▶ [How to complete this task]:
All lines from the one holding "data is not" down to the last line of the entries are to be reproduced exactly, with no other lines.

▶ [Extracted records]:
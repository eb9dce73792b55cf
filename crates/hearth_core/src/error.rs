//! # Core Error Types
//!
//! Failures raised by the binary cursor and the parameter codec.

use thiserror::Error;

/// Errors that can occur while reading or writing a byte buffer.
#[derive(Error, Debug, Clone, PartialEq, Eq)]
pub enum CursorError {
    /// A read or write would cross the end of the buffer.
    #[error("out of bounds: {requested} bytes at offset {offset}, buffer holds {len}")]
    OutOfBounds {
        /// Cursor offset when the access was attempted.
        offset: usize,
        /// Number of bytes the access needed.
        requested: usize,
        /// Size of the buffer (or write limit).
        len: usize,
    },

    /// A bulk read targeted a destination that already holds data.
    #[error("destination must be empty before a bulk read")]
    DestinationNotEmpty,

    /// String bytes were not valid UTF-8.
    #[error("string data is not valid UTF-8")]
    InvalidUtf8,

    /// A length prefix does not fit in this platform's `usize`.
    #[error("length prefix {0} does not fit in memory")]
    LengthOverflow(u64),

    /// A param discriminant byte did not name a known type.
    #[error("unknown param type tag {0}")]
    UnknownParamType(u8),

    /// A keyed record listed the same key twice.
    #[error("duplicate key {0:?}")]
    DuplicateKey(String),
}

/// Result type for cursor operations.
pub type CursorResult<T> = Result<T, CursorError>;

▶ [Answer to the problem]:
    #[error("string data is not valid UTF-8")]
    InvalidUtf8,

    /// A length prefix does not fit in this platform's `usize`.
    #[error("length prefix {0} does not fit in memory")]
    LengthOverflow(u64),

    /// A param discriminant byte did not name a known type.
    #[error("unknown param type tag {0}")]
    UnknownParamType(u8),

    /// A keyed record listed the same key twice.
    #[error("duplicate key {0:?}")]
    DuplicateKey(String),
}

/// Result type for cursor operations.
pub type CursorResult<T> = Result<T, CursorError>;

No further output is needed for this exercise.